Internationale Befürchtungen
Somalia hat seit dem Sturz von Staatschef Mohamed Siad Barre im Jahr 1991 keine funktionierende Zentralregierung mehr. Von der Machtübernahme der Islamisten versprachen sich viele Somalier zunächst zumindest Ruhe und Stabilität. Experten befürchten unterdessen, dass Somalia zum Schauplatz eines regionalen Kriegs am Horn von Afrika werden könnte. Nach einem UN-Bericht beliefern zehn Staaten die Konfliktparteien in Somalia mit Waffen und Ausrüstung.
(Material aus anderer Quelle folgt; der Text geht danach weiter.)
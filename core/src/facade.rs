use kurbo::{Insets, Point, Rect, Size};
use ndarray::Array2;
use serde::{Deserialize, Serialize};

use crate::{
    CellVisualState, GestureConfig, GestureRecognizer, GestureRouter, GestureState, GridAction,
    GridError, GridGeometry, GridRenderer, GridStyle, LineWidthPolicy, OverlaySlot, PointerEvent,
    RenderStats, Result, Routed, Surface, SymbolOverlays, ViewportTransform,
};

pub const DEFAULT_ROWS: usize = 13;
pub const DEFAULT_COLUMNS: usize = 10;

/// Smallest cell, in density-independent pixels, that is comfortable to tap.
pub const CLICKABLE_CELL_DP: f64 = 48.0;
/// Smallest cell that still reads well when zoomed all the way out.
pub const REASONABLE_CELL_DP: f64 = 24.0;
/// Below this a cell is too small to draw at all.
pub const UNREASONABLE_CELL_DP: f64 = 8.0;

#[derive(Copy, Clone, Debug, PartialEq, Serialize, Deserialize)]
#[serde(default)]
pub struct GridConfig {
    pub rows: usize,
    pub columns: usize,
    pub style: GridStyle,
    pub gestures: GestureConfig,
    /// Fixed separator width; `None` picks one from the cell size.
    pub line_width: Option<f64>,
    /// Physical pixels per density-independent pixel.
    pub display_density: f64,
}

impl GridConfig {
    pub fn validate(&self) -> Result<()> {
        if let Some(width) = self.line_width {
            validate_line_width(width)?;
        }
        validate_density(self.display_density)?;
        self.gestures.validate()
    }

    fn line_width_policy(&self) -> LineWidthPolicy {
        self.line_width
            .map_or(LineWidthPolicy::Automatic, LineWidthPolicy::Fixed)
    }
}

impl Default for GridConfig {
    fn default() -> Self {
        Self {
            rows: DEFAULT_ROWS,
            columns: DEFAULT_COLUMNS,
            style: GridStyle::default(),
            gestures: GestureConfig::default(),
            line_width: None,
            display_density: 1.0,
        }
    }
}

fn validate_line_width(width: f64) -> Result<()> {
    if width.is_finite() && width >= 0.0 {
        Ok(())
    } else {
        Err(GridError::InvalidConfiguration(
            "grid line width must be a non-negative number",
        ))
    }
}

fn validate_density(density: f64) -> Result<()> {
    if density.is_finite() && density > 0.0 {
        Ok(())
    } else {
        Err(GridError::InvalidConfiguration(
            "display density must be a positive number",
        ))
    }
}

#[derive(Copy, Clone, Debug, PartialEq, Eq, Hash, PartialOrd, Ord)]
pub struct ListenerId(u64);

/// How many `(columns, rows)` fit the content rect at three cell sizes.
#[derive(Copy, Clone, Debug, Default, PartialEq, Eq, Serialize, Deserialize)]
pub struct GridCapacity {
    pub clickable: (usize, usize),
    pub reasonable: (usize, usize),
    pub unreasonable: (usize, usize),
}

type Listener = Box<dyn FnMut(GridAction)>;

fn inset_content(surface: Size, padding: Insets) -> Rect {
    let inner = Rect::from_origin_size(Point::ZERO, surface) - padding;
    if inner.width() > 0.0 && inner.height() > 0.0 {
        inner
    } else {
        Rect::from_origin_size(inner.origin(), Size::ZERO)
    }
}

/// Everything a host needs to show and drive a board: layout, viewport,
/// gesture recognition, rendering and action listeners.
///
/// `O` is the host's overlay handle, drawn by its [`Surface`].
pub struct GridView<O> {
    rows: usize,
    columns: usize,
    cells: Option<Array2<CellVisualState>>,
    surface_size: Size,
    padding: Insets,
    line_width: LineWidthPolicy,
    display_density: f64,
    view: ViewportTransform,
    geometry: GridGeometry,
    recognizer: GestureRecognizer,
    router: GestureRouter,
    renderer: GridRenderer<O>,
    listeners: Vec<(ListenerId, Listener)>,
    next_listener: u64,
    needs_redraw: bool,
}

impl<O> GridView<O> {
    pub fn new(config: GridConfig) -> Result<Self> {
        config.validate()?;
        Ok(Self::from_config(config))
    }

    fn from_config(config: GridConfig) -> Self {
        let mut view = Self {
            rows: config.rows,
            columns: config.columns,
            cells: None,
            surface_size: Size::ZERO,
            padding: Insets::ZERO,
            line_width: config.line_width_policy(),
            display_density: config.display_density,
            view: ViewportTransform::default(),
            geometry: GridGeometry::default(),
            recognizer: GestureRecognizer::new(config.gestures),
            router: GestureRouter,
            renderer: GridRenderer::new(config.style, SymbolOverlays::new()),
            listeners: Vec::new(),
            next_listener: 0,
            needs_redraw: true,
        };
        view.relayout();
        view
    }

    pub fn rows(&self) -> usize {
        self.rows
    }

    pub fn columns(&self) -> usize {
        self.columns
    }

    pub fn cells(&self) -> Option<&Array2<CellVisualState>> {
        self.cells.as_ref()
    }

    pub fn geometry(&self) -> &GridGeometry {
        &self.geometry
    }

    pub fn content_rect(&self) -> Rect {
        self.view.content_rect()
    }

    pub fn viewport_rect(&self) -> Rect {
        self.view.viewport_rect()
    }

    pub fn transform(&self) -> &ViewportTransform {
        &self.view
    }

    pub fn gesture_state(&self) -> GestureState {
        self.recognizer.state()
    }

    /// Time at which [`GridView::poll`] would fire a pending long-press.
    pub fn long_press_deadline(&self) -> Option<f64> {
        self.recognizer.long_press_deadline()
    }

    pub fn style(&self) -> &GridStyle {
        self.renderer.style()
    }

    pub fn overlays(&self) -> &SymbolOverlays<O> {
        self.renderer.overlays()
    }

    pub fn set_surface_size(&mut self, size: Size) {
        if self.surface_size == size {
            return;
        }
        self.surface_size = size;
        self.reset_content();
    }

    pub fn set_padding(&mut self, padding: Insets) {
        if self.padding == padding {
            return;
        }
        self.padding = padding;
        self.reset_content();
    }

    fn reset_content(&mut self) {
        let content = inset_content(self.surface_size, self.padding);
        log::debug!("content rect {content:?}");
        self.view.set_content_rect(content);
        self.relayout();
    }

    /// New dimensions start from a fully zoomed-out view.
    fn resize_grid(&mut self, rows: usize, columns: usize) {
        log::debug!("grid resized to {columns}x{rows}");
        self.rows = rows;
        self.columns = columns;
        self.view.reset();
        self.relayout();
    }

    fn relayout(&mut self) {
        self.geometry =
            GridGeometry::compute(self.rows, self.columns, self.view.content_rect(), self.line_width);
        self.needs_redraw = true;
    }

    /// Replaces the snapshot with rows of cells.
    ///
    /// Every row must be as long as the first one; on mismatch nothing changes.
    pub fn set_cells<R>(&mut self, rows: &[R]) -> Result<()>
    where
        R: AsRef<[CellVisualState]>,
    {
        let expected = rows.first().map_or(0, |row| row.as_ref().len());
        for (index, row) in rows.iter().enumerate() {
            let found = row.as_ref().len();
            if found != expected {
                return Err(GridError::ShapeMismatch {
                    row: index,
                    expected,
                    found,
                });
            }
        }

        let cells = Array2::from_shape_fn((rows.len(), expected), |(row, column)| {
            rows[row].as_ref()[column]
        });
        self.set_cell_array(cells);
        Ok(())
    }

    /// Replaces the snapshot; the array is indexed `[row, column]`.
    pub fn set_cell_array(&mut self, cells: Array2<CellVisualState>) {
        let (rows, columns) = cells.dim();
        self.cells = Some(cells);
        if (rows, columns) != (self.rows, self.columns) {
            self.resize_grid(rows, columns);
        }
        self.needs_redraw = true;
    }

    pub fn set_rows(&mut self, rows: usize) {
        if self.rows != rows {
            self.resize_grid(rows, self.columns);
        }
    }

    pub fn set_columns(&mut self, columns: usize) {
        if self.columns != columns {
            self.resize_grid(self.rows, columns);
        }
    }

    pub fn grid_line_width(&self) -> f64 {
        self.geometry.line_stroke_width
    }

    pub fn set_grid_line_width(&mut self, width: f64) -> Result<()> {
        validate_line_width(width)?;
        self.line_width = LineWidthPolicy::Fixed(width);
        self.relayout();
        Ok(())
    }

    pub fn unset_grid_line_width(&mut self) {
        self.line_width = LineWidthPolicy::Automatic;
        self.relayout();
    }

    pub fn set_style(&mut self, style: GridStyle) {
        if *self.renderer.style() != style {
            self.renderer.set_style(style);
            self.needs_redraw = true;
        }
    }

    /// Installs the symbol for `slot`, returning the previous one.
    pub fn set_overlay(&mut self, slot: OverlaySlot, overlay: Option<O>) -> Option<O> {
        self.needs_redraw = true;
        self.renderer.overlays_mut().set(slot, overlay)
    }

    pub fn set_gesture_config(&mut self, config: GestureConfig) -> Result<()> {
        config.validate()?;
        self.recognizer.set_config(config);
        Ok(())
    }

    pub fn display_density(&self) -> f64 {
        self.display_density
    }

    pub fn set_display_density(&mut self, density: f64) -> Result<()> {
        validate_density(density)?;
        self.display_density = density;
        Ok(())
    }

    pub fn add_listener(&mut self, listener: impl FnMut(GridAction) + 'static) -> ListenerId {
        let id = ListenerId(self.next_listener);
        self.next_listener += 1;
        self.listeners.push((id, Box::new(listener)));
        id
    }

    pub fn remove_listener(&mut self, id: ListenerId) -> bool {
        let before = self.listeners.len();
        self.listeners.retain(|(listener, _)| *listener != id);
        self.listeners.len() != before
    }

    fn broadcast(&mut self, action: GridAction) {
        for (_, listener) in &mut self.listeners {
            listener(action);
        }
    }

    /// Feeds one raw pointer event through recognition and routing.
    pub fn handle_pointer(&mut self, event: PointerEvent) -> Routed {
        match self.recognizer.handle(event) {
            Some(gesture) => self.dispatch(gesture),
            None => Routed::Ignored,
        }
    }

    /// Advances the long-press timer to `now_ms`.
    pub fn poll(&mut self, now_ms: f64) -> Routed {
        match self.recognizer.poll(now_ms) {
            Some(gesture) => self.dispatch(gesture),
            None => Routed::Ignored,
        }
    }

    fn dispatch(&mut self, gesture: crate::Gesture) -> Routed {
        let routed = self.router.route(gesture, &mut self.view, &self.geometry);
        match routed {
            Routed::Action(action) => self.broadcast(action),
            Routed::Redraw => self.needs_redraw = true,
            Routed::Ignored => {}
        }
        routed
    }

    /// Zooms by `factor` about a surface point, as a wheel would.
    pub fn zoom_by(&mut self, factor: f64, focus: Point) -> bool {
        let changed = self.view.zoom_about(factor, focus);
        self.needs_redraw |= changed;
        changed
    }

    pub fn reset_view(&mut self) -> bool {
        let changed = self.view.reset();
        self.needs_redraw |= changed;
        changed
    }

    pub fn max_dimensions(&self) -> GridCapacity {
        let content = self.view.content_rect();
        let fit = |target_dp: f64| {
            let cell = target_dp * self.display_density;
            (
                (content.width() / cell).floor() as usize,
                (content.height() / cell).floor() as usize,
            )
        };
        GridCapacity {
            clickable: fit(CLICKABLE_CELL_DP),
            reasonable: fit(REASONABLE_CELL_DP),
            unreasonable: fit(UNREASONABLE_CELL_DP),
        }
    }

    pub fn needs_redraw(&self) -> bool {
        self.needs_redraw
    }

    /// Returns and clears the pending redraw request.
    pub fn take_redraw(&mut self) -> bool {
        core::mem::take(&mut self.needs_redraw)
    }

    pub fn draw<S>(&mut self, surface: &mut S) -> RenderStats
    where
        S: Surface<Overlay = O>,
    {
        let range = self.geometry.visible_range(self.view.viewport_rect());
        let stats = self.renderer.draw(
            surface,
            self.cells.as_ref(),
            &self.geometry,
            &self.view,
            &range,
        );
        self.needs_redraw = false;
        stats
    }
}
Die Afrikanische Union (AU), die Arabische Liga und die regionale IGAD-Gruppe forderten die Kontrahenten auf, das Blutvergießen zu beenden. Sie beriefen für Mittwoch Gespräche über die Krise in Somalia ein. Auch Bundesaußenminister Frank-Walter Steinmeier zeigte sich besorgt über die Eskalation. Das Auswärtige Amt sagte der Diakonie Katastrophenhilfe 250.000 Euro für die Erstversorgung von Flüchtlingen zu. Bereits in den letzten Wochen hatte das Auswärtige Amt Hilfsprojekte in Somalia und zu Gunsten somalischer Flüchtlinge in Kenia mit 1,2 Millionen Euro unterstützt.
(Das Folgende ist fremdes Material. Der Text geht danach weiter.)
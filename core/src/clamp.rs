use kurbo::Rect;

/// Whether `inner` lies entirely within `outer`, edges included.
pub fn rect_contains(outer: Rect, inner: Rect) -> bool {
    inner.x0 >= outer.x0 && inner.x1 <= outer.x1 && inner.y0 >= outer.y0 && inner.y1 <= outer.y1
}

/// Corrects `viewport` so it never leaves `content` nor grows beyond it.
///
/// Each axis is handled on its own: an axis that is larger than the content is
/// reset to the content's extent, then the viewport is shifted back inside
/// while keeping its size. A viewport already inside the content is returned
/// untouched.
pub fn clamp_viewport(viewport: Rect, content: Rect) -> Rect {
    let viewport = viewport.abs();
    let content = content.abs();

    if rect_contains(content, viewport) {
        return viewport;
    }

    let (x0, x1) = clamp_axis((viewport.x0, viewport.x1), (content.x0, content.x1));
    let (y0, y1) = clamp_axis((viewport.y0, viewport.y1), (content.y0, content.y1));
    Rect::new(x0, y0, x1, y1)
}

fn clamp_axis((start, end): (f64, f64), (min, max): (f64, f64)) -> (f64, f64) {
    let extent = end - start;
    if extent > max - min {
        return (min, max);
    }

    if start < min {
        (min, (min + extent).min(max))
    } else if end > max {
        ((max - extent).max(min), max)
    } else {
        (start, end)
    }
}
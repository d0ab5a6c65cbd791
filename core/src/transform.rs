use kurbo::{Affine, Point, Rect, Vec2};

use crate::{GridError, Result, clamp_viewport};

fn is_usable_extent(value: f64) -> bool {
    value.is_finite() && value != 0.0
}

/// Builds the view matrix that maps `viewport` (grid space) onto `content` (surface space).
///
/// Falls back to the identity when either rectangle has a zero or non-finite
/// extent.
pub fn matrix_from_viewport(content: Rect, viewport: Rect) -> Affine {
    let scale_x = content.width() / viewport.width();
    let scale_y = content.height() / viewport.height();

    if !is_usable_extent(scale_x) || !is_usable_extent(scale_y) {
        log::trace!("degenerate viewport {viewport:?} for content {content:?}");
        return Affine::IDENTITY;
    }

    Affine::new([
        scale_x,
        0.0,
        0.0,
        scale_y,
        content.x0 - scale_x * viewport.x0,
        content.y0 - scale_y * viewport.y0,
    ])
}

/// Recovers the visible region of grid space by mapping the content corners
/// back through `matrix`.
pub fn viewport_from_matrix(content: Rect, matrix: Affine) -> Option<Rect> {
    let inverse = invert(matrix).ok()?;
    let top_left = inverse * Point::new(content.x0, content.y0);
    let bottom_right = inverse * Point::new(content.x1, content.y1);
    Some(Rect::from_points(top_left, bottom_right))
}

fn invert(matrix: Affine) -> Result<Affine> {
    let det = matrix.determinant();
    if !is_usable_extent(det) {
        return Err(GridError::DegenerateTransform);
    }
    Ok(matrix.inverse())
}

/// Owner of the content rect, the viewport rect and the matrix between them.
///
/// The viewport always stays within the content rect; every mutation goes
/// through [`clamp_viewport`] before the matrix is rebuilt.
#[derive(Copy, Clone, Debug, PartialEq)]
pub struct ViewportTransform {
    content: Rect,
    viewport: Rect,
    matrix: Affine,
}

impl ViewportTransform {
    pub fn new(content: Rect) -> Self {
        let mut transform = Self {
            content: Rect::ZERO,
            viewport: Rect::ZERO,
            matrix: Affine::IDENTITY,
        };
        transform.set_content_rect(content);
        transform
    }

    pub fn content_rect(&self) -> Rect {
        self.content
    }

    pub fn viewport_rect(&self) -> Rect {
        self.viewport
    }

    pub fn matrix(&self) -> Affine {
        self.matrix
    }

    /// Horizontal magnification; 1.0 when fully zoomed out.
    pub fn zoom(&self) -> f64 {
        if self.is_degenerate() {
            1.0
        } else {
            self.content.width() / self.viewport.width()
        }
    }

    pub fn is_degenerate(&self) -> bool {
        !is_usable_extent(self.content.width())
            || !is_usable_extent(self.content.height())
            || !is_usable_extent(self.viewport.width())
            || !is_usable_extent(self.viewport.height())
    }

    /// Replaces the content rect and zooms all the way out.
    pub fn set_content_rect(&mut self, content: Rect) {
        self.content = content.abs();
        self.viewport = self.content;
        self.matrix = matrix_from_viewport(self.content, self.viewport);
        if self.is_degenerate() {
            log::debug!("content rect {content:?} is degenerate, gestures disabled");
        }
    }

    pub fn reset(&mut self) -> bool {
        let changed = self.viewport != self.content;
        self.viewport = self.content;
        self.matrix = matrix_from_viewport(self.content, self.viewport);
        changed
    }

    pub fn inverse(&self) -> Result<Affine> {
        if self.is_degenerate() {
            return Err(GridError::DegenerateTransform);
        }
        invert(self.matrix)
    }

    /// Maps a raw surface coordinate into grid space.
    pub fn to_grid_space(&self, surface_point: Point) -> Option<Point> {
        self.inverse().ok().map(|inverse| inverse * surface_point)
    }

    /// Places the viewport explicitly, clamped to the content rect.
    pub fn set_viewport(&mut self, viewport: Rect) -> bool {
        if self.is_degenerate() {
            return false;
        }
        self.commit_viewport(viewport)
    }

    /// Moves the rendered content by `delta` surface pixels.
    pub fn pan_by(&mut self, delta: Vec2) -> bool {
        if self.is_degenerate() || !delta.is_finite() {
            return false;
        }
        self.apply(Affine::translate(delta))
    }

    /// Scales the rendered content by `factor` around `focus` (surface space).
    pub fn zoom_about(&mut self, factor: f64, focus: Point) -> bool {
        if self.is_degenerate() || !factor.is_finite() || factor <= 0.0 || !focus.is_finite() {
            return false;
        }
        let about = focus.to_vec2();
        self.apply(Affine::translate(about) * Affine::scale(factor) * Affine::translate(-about))
    }

    fn apply(&mut self, post: Affine) -> bool {
        let matrix = post * self.matrix;
        match viewport_from_matrix(self.content, matrix) {
            Some(viewport) => self.commit_viewport(viewport),
            None => {
                log::warn!("dropping non-invertible view matrix {matrix:?}");
                false
            }
        }
    }

    fn commit_viewport(&mut self, viewport: Rect) -> bool {
        let clamped = clamp_viewport(viewport, self.content);
        if clamped.width() <= 0.0 || clamped.height() <= 0.0 {
            log::trace!("ignoring collapsed viewport {viewport:?}");
            return false;
        }
        let changed = clamped != self.viewport;
        self.viewport = clamped;
        self.matrix = matrix_from_viewport(self.content, self.viewport);
        changed
    }
}

impl Default for ViewportTransform {
    fn default() -> Self {
        Self::new(Rect::ZERO)
    }
}
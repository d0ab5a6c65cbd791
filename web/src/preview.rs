use std::rc::Rc;

use minegrid_core::{CellVisualState, GridAction, GridConfig, MAX_ADJACENT_COUNT};
use ndarray::Array2;
use yew::prelude::*;

use crate::board::GridCanvas;

/// Stand-in for a rules engine: reveals on primary actions and cycles
/// flag/question marks on secondary ones.
pub fn echo_action(cells: &mut Array2<CellVisualState>, action: GridAction) {
    use CellVisualState::*;

    let (column, row) = action.coords();
    let Some(cell) = cells.get_mut((row, column)) else {
        log::warn!("action outside the snapshot: {action:?}");
        return;
    };
    *cell = match (action, *cell) {
        (GridAction::Primary { .. }, Hidden | Marked) => {
            Revealed(((column * 7 + row * 3) % (usize::from(MAX_ADJACENT_COUNT) + 1)) as u8)
        }
        (GridAction::Secondary { .. }, Hidden) => Flagged,
        (GridAction::Secondary { .. }, Flagged) => Marked,
        (GridAction::Secondary { .. }, Marked) => Hidden,
        (_, unchanged) => unchanged,
    };
}

#[derive(Clone, PartialEq)]
struct Board {
    cells: Rc<Array2<CellVisualState>>,
}

impl Reducible for Board {
    type Action = GridAction;

    fn reduce(self: Rc<Self>, action: Self::Action) -> Rc<Self> {
        let mut cells = self.cells.as_ref().clone();
        echo_action(&mut cells, action);
        Rc::new(Self {
            cells: Rc::new(cells),
        })
    }
}

#[derive(Properties, PartialEq)]
pub struct PreviewProps {
    pub config: GridConfig,
}

#[function_component(Preview)]
pub fn preview(props: &PreviewProps) -> Html {
    let config = props.config;
    let board = use_reducer(|| Board {
        cells: Rc::new(Array2::from_elem(
            (config.rows, config.columns),
            CellVisualState::Hidden,
        )),
    });
    let on_action = use_callback(board.dispatcher(), |action: GridAction, dispatcher| {
        log::info!("{action:?}");
        dispatcher.dispatch(action);
    });

    html! {
        <GridCanvas cells={board.cells.clone()} {config} {on_action} />
    }
}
Einstellung von Hilfsflügen
Unterdessen stellte das Welternährungsprogramm (WFP) seine Hilfsflüge für Flutopfer im Süden Somalias ein. Die 25 ausländischen Mitarbeiter der UN-Organisation wurden aus dem Überschwemmungsgebiet abgezogen. Die Entscheidung sei auf Bitten der somalischen Behörden wegen der erwarteten Instabilität getroffen worden, sagte WFP-Sprecher Peter Smerdon in Nairobi. Heftige Regenfälle haben seit Oktober den ausgetrockeneten Boden in Südsomalia überschwemmt. Mehrere hundert Menschen starben, rund eine halbe Million Somalier wurden von den Fluten vertrieben.